## ACTIVITY
Type out all the data below, word for word.

BEGIN RECORDS FOR THIS EXERCISE

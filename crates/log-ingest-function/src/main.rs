// Copyright 2023-Present Datadog, Inc. https://www.datadoghq.com/
// SPDX-License-Identifier: Apache-2.0

#![cfg_attr(not(test), deny(clippy::panic))]
#![cfg_attr(not(test), deny(clippy::unwrap_used))]
#![cfg_attr(not(test), deny(clippy::expect_used))]
#![cfg_attr(not(test), deny(clippy::todo))]
#![cfg_attr(not(test), deny(clippy::unimplemented))]

use std::{env, sync::Arc};
use tracing::{debug, error, info};
use tracing_subscriber::EnvFilter;

use log_ingest::{
    config::IngestConfig,
    handler::LogEventHandler,
    http_utils::build_client,
    server::IngestServer,
    store::firestore::FirestoreStore,
};

#[tokio::main]
pub async fn main() {
    let log_level = env::var("LOG_LEVEL")
        .map(|val| val.to_lowercase())
        .unwrap_or("info".to_string());

    let env_filter = format!("h2=off,hyper=off,rustls=off,reqwest=off,{}", log_level);

    #[allow(clippy::expect_used)]
    let subscriber = tracing_subscriber::fmt::Subscriber::builder()
        .with_env_filter(
            EnvFilter::try_new(env_filter).expect("could not parse log level in configuration"),
        )
        .with_level(true)
        .with_thread_names(false)
        .with_thread_ids(false)
        .with_line_number(false)
        .with_file(false)
        .with_target(true)
        .without_time()
        .finish();

    #[allow(clippy::expect_used)]
    tracing::subscriber::set_global_default(subscriber).expect("setting default subscriber failed");

    debug!("Logging subsystem enabled");

    let config = match IngestConfig::from_env() {
        Ok(c) => Arc::new(c),
        Err(e) => {
            error!("Error creating config on log ingest function startup: {e}");
            return;
        }
    };

    // the store client lives for the whole process and is shared by every invocation
    let client = match build_client(config.https_proxy.as_deref(), config.request_timeout) {
        Ok(client) => client,
        Err(e) => {
            error!("{e}");
            return;
        }
    };
    let store = Arc::new(FirestoreStore::new(
        client,
        config.firestore_endpoint.clone(),
        config.project_id.clone(),
        config.database_id.clone(),
        config.token_source.clone(),
    ));
    let handler = Arc::new(LogEventHandler::new(store, config.collection.clone()));

    info!(
        "Writing processed logs to {}/{} in project {}",
        config.database_id, config.collection, config.project_id
    );

    let server = IngestServer {
        config: Arc::clone(&config),
        handler,
    };
    if let Err(e) = server.start().await {
        error!("Error when running log ingest function: {e}");
    }
}
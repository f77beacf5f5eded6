// Copyright 2023-Present Datadog, Inc. https://www.datadoghq.com/
// SPDX-License-Identifier: Apache-2.0

//! The log event callback.
//!
//! ```text
//!   RawEvent ──base64/utf-8──> text ──json──> LogEnvelope
//!                                                 │ jsonPayload.message
//!                                                 v
//!   DocumentStore <──annotate── LogPayload <──resolve── NestedPayload
//! ```
//!
//! Every step can end the invocation early. A missing nested payload or a
//! missing required key is a skip: nothing is written and the invocation
//! still succeeds. Decode, parse and store failures are terminal as well and
//! are never retried here. The single store write is always the last step.

use std::fmt;
use std::sync::Arc;
use tracing::{debug, error, info, warn};

use crate::error::{FailureKind, IngestError};
use crate::event::{EventContext, RawEvent};
use crate::payload::LogEnvelope;
use crate::store::DocumentStore;

/// Why an invocation ended without writing.
#[derive(Debug, Clone, PartialEq, Eq)]
pub enum SkipReason {
    /// `jsonPayload.message` is absent from the envelope.
    MissingNestedPayload,
    /// The nested payload did not resolve to a JSON object.
    PayloadNotAnObject,
    /// The payload lacks some of `message`, `level`, `timestamp`.
    MissingRequiredKeys(Vec<&'static str>),
}

impl fmt::Display for SkipReason {
    fn fmt(&self, f: &mut fmt::Formatter<'_>) -> fmt::Result {
        match self {
            SkipReason::MissingNestedPayload => write!(f, "no nested JSON payload"),
            SkipReason::PayloadNotAnObject => write!(f, "nested payload is not a JSON object"),
            SkipReason::MissingRequiredKeys(keys) => {
                write!(f, "payload is missing {}", keys.join(", "))
            }
        }
    }
}

/// Result of a successful invocation.
#[derive(Debug, Clone, PartialEq, Eq)]
pub enum Outcome {
    Stored { id: String, is_anomaly: bool },
    Skipped(SkipReason),
}

#[derive(Clone)]
pub struct LogEventHandler {
    store: Arc<dyn DocumentStore + Send + Sync>,
    collection: String,
}

impl LogEventHandler {
    pub fn new(store: Arc<dyn DocumentStore + Send + Sync>, collection: impl Into<String>) -> Self {
        LogEventHandler {
            store,
            collection: collection.into(),
        }
    }

    pub fn collection(&self) -> &str {
        &self.collection
    }

    /// Runs one invocation and logs how it ended.
    ///
    /// Failures are logged according to their [`FailureKind`] and returned for
    /// the caller to report; they are never retried.
    pub async fn process(
        &self,
        event: &RawEvent,
        context: &EventContext,
    ) -> Result<Outcome, IngestError> {
        debug!(
            "Processing event {}",
            context.event_id.as_deref().unwrap_or("<unknown>")
        );
        let result = self.handle(event).await;
        if let Err(e) = &result {
            match e.kind() {
                FailureKind::Decode => error!("Error decoding event data: {e}"),
                FailureKind::Parse => error!("Error decoding JSON: {e}"),
                FailureKind::Unexpected => error!("An unexpected error occurred: {e}"),
            }
        }
        result
    }

    /// Decodes, validates, annotates and stores one event.
    pub async fn handle(&self, event: &RawEvent) -> Result<Outcome, IngestError> {
        let text = event.decode_text()?;
        debug!("Received raw message: {text}");

        let envelope = LogEnvelope::parse(&text)?;
        let Some(nested) = envelope.nested_payload() else {
            warn!("Skipping log entry without a valid nested JSON payload. Entry: {text}");
            return Ok(Outcome::Skipped(SkipReason::MissingNestedPayload));
        };

        let Some(mut payload) = nested.resolve()? else {
            warn!("Skipping log entry whose nested payload is not a JSON object. Entry: {text}");
            return Ok(Outcome::Skipped(SkipReason::PayloadNotAnObject));
        };

        let missing = payload.missing_required_keys();
        if !missing.is_empty() {
            warn!(
                "Skipping malformed payload missing {}: {}",
                missing.join(", "),
                serde_json::Value::Object(payload.into_fields())
            );
            return Ok(Outcome::Skipped(SkipReason::MissingRequiredKeys(missing)));
        }

        let is_anomaly = payload.annotate()?;
        let id = self.store.add(&self.collection, payload.fields()).await?;
        info!("Successfully processed and stored log with ID: {id}");

        Ok(Outcome::Stored { id, is_anomaly })
    }
}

END RECORDS FOR THIS EXERCISE

## TASK OUTPUT
filename crates/log-ingest-function/src/main.rs
// Copyright 2023-Present Datadog, Inc. https://www.datadoghq.com/
// SPDX-License-Identifier: Apache-2.0

#![cfg_attr(not(test), deny(clippy::panic))]
#![cfg_attr(not(test), deny(clippy::unwrap_used))]
#![cfg_attr(not(test), deny(clippy::expect_used))]
#![cfg_attr(not(test), deny(clippy::todo))]
#![cfg_attr(not(test), deny(clippy::unimplemented))]

use std::{env, sync::Arc};
use tracing::{debug, error, info};
use tracing_subscriber::EnvFilter;

use log_ingest::{
    config::IngestConfig,
    handler::LogEventHandler,
    http_utils::build_client,
    server::IngestServer,
    store::firestore::FirestoreStore,
};

#[tokio::main]
pub async fn main() {
    let log_level = env::var("LOG_LEVEL")
        .map(|val| val.to_lowercase())
        .unwrap_or("info".to_string());

    let env_filter = format!("h2=off,hyper=off,rustls=off,reqwest=off,{}", log_level);

    #[allow(clippy::expect_used)]
    let subscriber = tracing_subscriber::fmt::Subscriber::builder()
        .with_env_filter(
            EnvFilter::try_new(env_filter).expect("could not parse log level in configuration"),
        )
        .with_level(true)
        .with_thread_names(false)
        .with_thread_ids(false)
        .with_line_number(false)
        .with_file(false)
        .with_target(true)
        .without_time()
        .finish();

    #[allow(clippy::expect_used)]
    tracing::subscriber::set_global_default(subscriber).expect("setting default subscriber failed");

    debug!("Logging subsystem enabled");

    let config = match IngestConfig::from_env() {
        Ok(c) => Arc::new(c),
        Err(e) => {
            error!("Error creating config on log ingest function startup: {e}");
            return;
        }
    };

    // the store client lives for the whole process and is shared by every invocation
    let client = match build_client(config.https_proxy.as_deref(), config.request_timeout) {
        Ok(client) => client,
        Err(e) => {
            error!("{e}");
            return;
        }
    };
    let store = Arc::new(FirestoreStore::new(
        client,
        config.firestore_endpoint.clone(),
        config.project_id.clone(),
        config.database_id.clone(),
        config.token_source.clone(),
    ));
    let handler = Arc::new(LogEventHandler::new(store, config.collection.clone()));

    info!(
        "Writing processed logs to {}/{} in project {}",
        config.database_id, config.collection, config.project_id
    );

    let server = IngestServer {
        config: Arc::clone(&config),
        handler,
    };
    if let Err(e) = server.start().await {
        error!("Error when running log ingest function: {e}");
    }
}
repository f77beacf5f5eded6
// Copyright 2023-Present Datadog, Inc. https://www.datadoghq.com/
// SPDX-License-Identifier: Apache-2.0

//! The log event callback.
//!
//! ```text
//!   RawEvent ──base64/utf-8──> text ──json──> LogEnvelope
//!                                                 │ jsonPayload.message
//!                                                 v
//!   DocumentStore <──annotate── LogPayload <──resolve── NestedPayload
//! ```
//!
//! Every step can end the invocation early. A missing nested payload or a
//! missing required key is a skip: nothing is written and the invocation
//! still succeeds. Decode, parse and store failures are terminal as well and
//! are never retried here. The single store write is always the last step.

use std::fmt;
use std::sync::Arc;
use tracing::{debug, error, info, warn};

use crate::error::{FailureKind, IngestError};
use crate::event::{EventContext, RawEvent};
use crate::payload::LogEnvelope;
use crate::store::DocumentStore;

/// Why an invocation ended without writing.
#[derive(Debug, Clone, PartialEq, Eq)]
pub enum SkipReason {
    /// `jsonPayload.message` is absent from the envelope.
    MissingNestedPayload,
    /// The nested payload did not resolve to a JSON object.
    PayloadNotAnObject,
    /// The payload lacks some of `message`, `level`, `timestamp`.
    MissingRequiredKeys(Vec<&'static str>),
}

impl fmt::Display for SkipReason {
    fn fmt(&self, f: &mut fmt::Formatter<'_>) -> fmt::Result {
        match self {
            SkipReason::MissingNestedPayload => write!(f, "no nested JSON payload"),
            SkipReason::PayloadNotAnObject => write!(f, "nested payload is not a JSON object"),
            SkipReason::MissingRequiredKeys(keys) => {
                write!(f, "payload is missing {}", keys.join(", "))
            }
        }
    }
}

/// Result of a successful invocation.
#[derive(Debug, Clone, PartialEq, Eq)]
pub enum Outcome {
    Stored { id: String, is_anomaly: bool },
    Skipped(SkipReason),
}

#[derive(Clone)]
pub struct LogEventHandler {
    store: Arc<dyn DocumentStore + Send + Sync>,
    collection: String,
}

impl LogEventHandler {
    pub fn new(store: Arc<dyn DocumentStore + Send + Sync>, collection: impl Into<String>) -> Self {
        LogEventHandler {
            store,
            collection: collection.into(),
        }
    }

    pub fn collection(&self) -> &str {
        &self.collection
    }

    /// Runs one invocation and logs how it ended.
    ///
    /// Failures are logged according to their [`FailureKind`] and returned for
    /// the caller to report; they are never retried.
    pub async fn process(
        &self,
        event: &RawEvent,
        context: &EventContext,
    ) -> Result<Outcome, IngestError> {
        debug!(
            "Processing event {}",
            context.event_id.as_deref().unwrap_or("<unknown>")
        );
        let result = self.handle(event).await;
        if let Err(e) = &result {
            match e.kind() {
                FailureKind::Decode => error!("Error decoding event data: {e}"),
                FailureKind::Parse => error!("Error decoding JSON: {e}"),
                FailureKind::Unexpected => error!("An unexpected error occurred: {e}"),
            }
        }
        result
    }

    /// Decodes, validates, annotates and stores one event.
    pub async fn handle(&self, event: &RawEvent) -> Result<Outcome, IngestError> {
        let text = event.decode_text()?;
        debug!("Received raw message: {text}");

        let envelope = LogEnvelope::parse(&text)?;
        let Some(nested) = envelope.nested_payload() else {
            warn!("Skipping log entry without a valid nested JSON payload. Entry: {text}");
            return Ok(Outcome::Skipped(SkipReason::MissingNestedPayload));
        };

        let Some(mut payload) = nested.resolve()? else {
            warn!("Skipping log entry whose nested payload is not a JSON object. Entry: {text}");
            return Ok(Outcome::Skipped(SkipReason::PayloadNotAnObject));
        };

        let missing = payload.missing_required_keys();
        if !missing.is_empty() {
            warn!(
                "Skipping malformed payload missing {}: {}",
                missing.join(", "),
                serde_json::Value::Object(payload.into_fields())
            );
            return Ok(Outcome::Skipped(SkipReason::MissingRequiredKeys(missing)));
        }

        let is_anomaly = payload.annotate()?;
        let id = self.store.add(&self.collection, payload.fields()).await?;
        info!("Successfully processed and stored log with ID: {id}");

        Ok(Outcome::Stored { id, is_anomaly })
    }
}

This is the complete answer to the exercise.